Welcome to your life 
Acting on your best behaviour 

Turn your back on mother nature

He looks up this time and his eyes shimmer as hard pressed lips hold back a wave that can never be mistake other than pure disappointment. She waits while the question sits long in the room until he realize that she had released an elephant into the room. She uses his honesty against him in the only way to force him to see what he refuses to admit. It is not enough to allow silence speak it's volumes. HE must be made to say what his mind does not allow him to say. He finally stomachs a response with a cracking voice, he says.....

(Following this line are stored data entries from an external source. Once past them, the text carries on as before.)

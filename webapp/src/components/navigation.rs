use dioxus::prelude::*;
use portfolio_common::{SectionId, UiFlags};

#[derive(Clone, PartialEq, Props)]
struct NavBarButtonProps {
    section: SectionId,
    active: bool,
    on_navigate: EventHandler<SectionId>,
}

#[component]
fn NavBarButton(props: NavBarButtonProps) -> Element {
    let section = props.section;

    rsx! {
        button {
            class: if props.active { "nav-link active" } else { "nav-link" },
            onclick: move |_| props.on_navigate.call(section),
            "{section.label()}"
        }
    }
}

#[derive(Clone, PartialEq, Props)]
pub struct NavBarProps {
    flags: UiFlags,
    first_name: String,
    last_name: String,
    on_navigate: EventHandler<SectionId>,
    on_toggle_theme: EventHandler<()>,
}

#[component]
pub fn NavBar(props: NavBarProps) -> Element {
    let flags = props.flags;
    let theme = flags.theme();

    rsx! {
        header { class: if flags.nav_visible { "app-header" } else { "app-header hidden" },
            div { class: "container nav-container",
                div { class: "brand",
                    span { class: "brand-first", "{props.first_name}" }
                    " {props.last_name}"
                }

                nav { class: "nav-links",
                    for section in SectionId::ALL {
                        NavBarButton {
                            key: "{section}",
                            section,
                            active: flags.active_section == section,
                            on_navigate: props.on_navigate,
                        }
                    }
                }

                button {
                    class: "btn-round theme-toggle",
                    "aria-label": "{theme.toggle_label()}",
                    "aria-pressed": "{theme.is_dark()}",
                    onclick: move |_| props.on_toggle_theme.call(()),
                    span { class: "icon {theme.toggle_icon()}" }
                }
            }
        }
    }
}
use dioxus::prelude::*;
use portfolio_common::{SectionId, content::SkillCategory};

use crate::components::cards::{SectionHeading, SkillCard};

#[component]
pub fn Skills(categories: Vec<SkillCategory>) -> Element {
    rsx! {
        section { id: SectionId::Skills.anchor(), class: "section alt",
            div { class: "container",
                SectionHeading { title: "My Skills".to_string() }

                div { class: "card-grid",
                    for category in categories {
                        SkillCard { key: "{category.title}", category: category.clone() }
                    }
                }
            }
        }
    }
}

"The warm jets can be heard, but they never arrive. The Calvary arrives when the onslaught is over and there is nothing to bury but the dead. Shoulders are always looked over only to find no one....no one there. There is no retreat since there is no tomorrow promised. I have to jump first, be vicious and relentless before I get overwhelmed. I have never won. NEVER. I've only lost and lost heavily to the point where I have to readjust what is losing and what is making sure they do not win. I can only force a stalemate if lucky or at least make sure that their victory is tasteless and vile. So no.....no one has or will save me and you can not ever convince me that I will ever be saved because that child has already been lost. I can save others, but I can never be save." 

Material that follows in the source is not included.